Top of Data provided
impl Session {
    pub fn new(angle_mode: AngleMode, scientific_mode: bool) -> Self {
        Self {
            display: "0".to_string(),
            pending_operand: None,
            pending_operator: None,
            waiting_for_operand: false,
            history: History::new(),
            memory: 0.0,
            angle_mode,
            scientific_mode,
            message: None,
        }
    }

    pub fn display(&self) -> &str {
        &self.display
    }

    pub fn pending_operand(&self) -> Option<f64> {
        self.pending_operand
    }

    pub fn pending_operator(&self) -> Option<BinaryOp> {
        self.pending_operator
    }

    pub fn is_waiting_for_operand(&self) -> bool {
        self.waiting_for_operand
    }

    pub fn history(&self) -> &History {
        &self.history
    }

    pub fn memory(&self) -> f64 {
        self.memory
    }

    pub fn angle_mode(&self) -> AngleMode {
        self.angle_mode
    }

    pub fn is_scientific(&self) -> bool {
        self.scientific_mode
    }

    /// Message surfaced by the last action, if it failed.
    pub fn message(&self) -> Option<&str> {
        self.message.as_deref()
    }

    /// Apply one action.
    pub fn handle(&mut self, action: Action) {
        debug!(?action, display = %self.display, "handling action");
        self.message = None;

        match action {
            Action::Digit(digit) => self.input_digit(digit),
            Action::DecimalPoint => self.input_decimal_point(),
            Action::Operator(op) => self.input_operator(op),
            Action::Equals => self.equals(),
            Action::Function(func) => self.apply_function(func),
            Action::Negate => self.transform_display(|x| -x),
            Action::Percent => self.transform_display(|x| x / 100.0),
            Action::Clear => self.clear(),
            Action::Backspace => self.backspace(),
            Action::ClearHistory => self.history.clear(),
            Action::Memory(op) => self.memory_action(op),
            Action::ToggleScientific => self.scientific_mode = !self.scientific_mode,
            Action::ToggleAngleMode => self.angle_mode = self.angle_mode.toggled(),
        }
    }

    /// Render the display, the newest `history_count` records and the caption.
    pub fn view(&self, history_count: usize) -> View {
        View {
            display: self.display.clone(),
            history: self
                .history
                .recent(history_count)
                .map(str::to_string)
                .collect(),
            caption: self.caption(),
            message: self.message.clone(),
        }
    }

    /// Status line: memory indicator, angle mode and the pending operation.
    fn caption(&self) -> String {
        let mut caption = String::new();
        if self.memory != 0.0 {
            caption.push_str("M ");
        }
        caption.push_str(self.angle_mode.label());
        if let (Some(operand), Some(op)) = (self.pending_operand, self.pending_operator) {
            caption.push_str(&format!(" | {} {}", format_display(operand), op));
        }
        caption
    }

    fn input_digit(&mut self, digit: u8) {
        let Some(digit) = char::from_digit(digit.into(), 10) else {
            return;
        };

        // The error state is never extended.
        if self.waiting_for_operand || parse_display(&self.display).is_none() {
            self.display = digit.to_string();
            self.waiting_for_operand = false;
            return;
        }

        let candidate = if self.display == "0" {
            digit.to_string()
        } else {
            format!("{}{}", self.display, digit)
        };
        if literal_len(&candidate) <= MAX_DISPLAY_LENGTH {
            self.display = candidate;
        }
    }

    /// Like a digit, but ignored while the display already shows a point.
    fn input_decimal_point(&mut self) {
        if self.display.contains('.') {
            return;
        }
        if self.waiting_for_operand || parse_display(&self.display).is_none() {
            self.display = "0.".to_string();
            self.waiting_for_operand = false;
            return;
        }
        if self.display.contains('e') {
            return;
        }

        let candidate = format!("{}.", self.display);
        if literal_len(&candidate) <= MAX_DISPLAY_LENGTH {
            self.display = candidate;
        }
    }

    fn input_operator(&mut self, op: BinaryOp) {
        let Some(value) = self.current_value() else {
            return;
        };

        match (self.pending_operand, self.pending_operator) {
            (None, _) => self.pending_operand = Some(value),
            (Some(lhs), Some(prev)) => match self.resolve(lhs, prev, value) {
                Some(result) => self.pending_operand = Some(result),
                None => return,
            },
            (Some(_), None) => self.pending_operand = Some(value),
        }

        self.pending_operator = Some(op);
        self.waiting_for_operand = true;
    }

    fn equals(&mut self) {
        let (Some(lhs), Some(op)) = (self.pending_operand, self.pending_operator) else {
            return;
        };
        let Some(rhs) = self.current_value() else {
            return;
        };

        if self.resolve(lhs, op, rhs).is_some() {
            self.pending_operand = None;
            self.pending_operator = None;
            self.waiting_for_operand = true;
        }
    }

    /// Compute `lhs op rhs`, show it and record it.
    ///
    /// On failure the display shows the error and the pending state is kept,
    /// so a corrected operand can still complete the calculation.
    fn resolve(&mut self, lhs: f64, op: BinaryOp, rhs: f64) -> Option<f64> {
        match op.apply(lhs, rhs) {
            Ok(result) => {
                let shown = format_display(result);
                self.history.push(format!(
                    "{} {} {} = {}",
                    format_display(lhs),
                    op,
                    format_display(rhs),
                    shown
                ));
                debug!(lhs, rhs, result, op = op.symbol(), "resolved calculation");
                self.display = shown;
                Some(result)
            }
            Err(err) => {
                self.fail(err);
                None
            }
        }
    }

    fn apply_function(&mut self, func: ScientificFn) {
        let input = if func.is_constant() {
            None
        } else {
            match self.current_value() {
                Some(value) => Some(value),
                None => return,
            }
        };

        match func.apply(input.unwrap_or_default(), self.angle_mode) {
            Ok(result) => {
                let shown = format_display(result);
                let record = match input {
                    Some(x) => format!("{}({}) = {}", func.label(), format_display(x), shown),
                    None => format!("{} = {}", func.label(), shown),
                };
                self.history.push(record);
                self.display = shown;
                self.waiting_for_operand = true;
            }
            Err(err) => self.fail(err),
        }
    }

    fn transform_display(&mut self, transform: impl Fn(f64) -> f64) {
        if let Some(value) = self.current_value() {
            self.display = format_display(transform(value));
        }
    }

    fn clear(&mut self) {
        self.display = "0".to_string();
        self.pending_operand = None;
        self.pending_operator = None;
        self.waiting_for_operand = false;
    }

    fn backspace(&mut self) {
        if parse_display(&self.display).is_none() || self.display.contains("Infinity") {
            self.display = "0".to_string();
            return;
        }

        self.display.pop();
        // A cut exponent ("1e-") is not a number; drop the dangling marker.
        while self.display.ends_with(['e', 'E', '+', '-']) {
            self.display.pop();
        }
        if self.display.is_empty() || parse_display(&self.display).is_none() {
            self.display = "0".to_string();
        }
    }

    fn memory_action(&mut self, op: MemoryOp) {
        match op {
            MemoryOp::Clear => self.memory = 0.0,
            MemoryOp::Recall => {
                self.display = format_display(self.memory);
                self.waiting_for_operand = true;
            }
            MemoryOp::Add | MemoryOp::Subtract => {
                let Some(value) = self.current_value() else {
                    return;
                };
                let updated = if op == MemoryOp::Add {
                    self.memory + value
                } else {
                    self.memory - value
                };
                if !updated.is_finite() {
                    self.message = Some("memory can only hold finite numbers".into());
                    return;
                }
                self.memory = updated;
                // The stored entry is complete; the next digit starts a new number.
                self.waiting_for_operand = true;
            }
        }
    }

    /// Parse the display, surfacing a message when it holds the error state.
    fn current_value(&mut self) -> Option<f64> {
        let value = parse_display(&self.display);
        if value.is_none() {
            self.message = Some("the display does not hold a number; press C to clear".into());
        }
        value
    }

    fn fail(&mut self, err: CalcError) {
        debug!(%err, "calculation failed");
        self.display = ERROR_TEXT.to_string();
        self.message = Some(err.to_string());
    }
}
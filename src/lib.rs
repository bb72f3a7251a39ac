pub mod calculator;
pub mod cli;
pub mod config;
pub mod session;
Bottom of Data provided
Top of Data provided
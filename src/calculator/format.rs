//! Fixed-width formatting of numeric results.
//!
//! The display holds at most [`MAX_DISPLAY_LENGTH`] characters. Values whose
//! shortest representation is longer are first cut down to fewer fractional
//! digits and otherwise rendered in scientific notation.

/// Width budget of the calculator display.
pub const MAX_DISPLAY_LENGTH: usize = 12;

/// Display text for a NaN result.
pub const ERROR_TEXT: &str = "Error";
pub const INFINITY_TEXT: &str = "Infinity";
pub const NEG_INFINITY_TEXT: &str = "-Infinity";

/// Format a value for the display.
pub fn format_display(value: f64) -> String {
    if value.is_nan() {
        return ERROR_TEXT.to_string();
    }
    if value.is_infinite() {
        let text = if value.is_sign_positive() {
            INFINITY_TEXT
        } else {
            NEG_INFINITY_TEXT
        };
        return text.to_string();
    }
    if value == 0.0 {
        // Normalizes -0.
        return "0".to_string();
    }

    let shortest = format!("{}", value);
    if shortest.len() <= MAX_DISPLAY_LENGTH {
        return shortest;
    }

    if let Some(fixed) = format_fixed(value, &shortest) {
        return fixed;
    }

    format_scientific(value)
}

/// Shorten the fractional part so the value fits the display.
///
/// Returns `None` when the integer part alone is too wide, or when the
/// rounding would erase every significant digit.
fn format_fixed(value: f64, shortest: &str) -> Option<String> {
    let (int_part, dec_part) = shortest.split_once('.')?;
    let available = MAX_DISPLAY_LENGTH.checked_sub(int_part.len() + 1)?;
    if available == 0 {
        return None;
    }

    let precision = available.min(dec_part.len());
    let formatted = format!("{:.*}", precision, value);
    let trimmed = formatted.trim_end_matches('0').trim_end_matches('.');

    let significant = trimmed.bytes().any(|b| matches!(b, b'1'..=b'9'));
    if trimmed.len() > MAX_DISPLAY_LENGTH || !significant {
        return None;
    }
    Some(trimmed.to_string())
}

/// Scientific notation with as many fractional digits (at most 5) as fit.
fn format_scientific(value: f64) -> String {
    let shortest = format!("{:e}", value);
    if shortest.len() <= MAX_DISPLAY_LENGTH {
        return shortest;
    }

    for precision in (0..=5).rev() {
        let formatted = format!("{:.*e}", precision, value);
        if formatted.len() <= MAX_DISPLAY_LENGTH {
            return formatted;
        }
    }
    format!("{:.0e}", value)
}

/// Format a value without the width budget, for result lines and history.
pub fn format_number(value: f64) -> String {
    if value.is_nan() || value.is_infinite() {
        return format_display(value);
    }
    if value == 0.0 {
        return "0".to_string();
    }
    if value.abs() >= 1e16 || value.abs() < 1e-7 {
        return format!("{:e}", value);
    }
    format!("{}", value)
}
Bottom of Data provided
To do:
Each line of the entries holding the string "false" should be found and copied.

Response area:
            waiting_for_operand: false,
            self.waiting_for_operand = false;
            self.waiting_for_operand = false;
        self.waiting_for_operand = false;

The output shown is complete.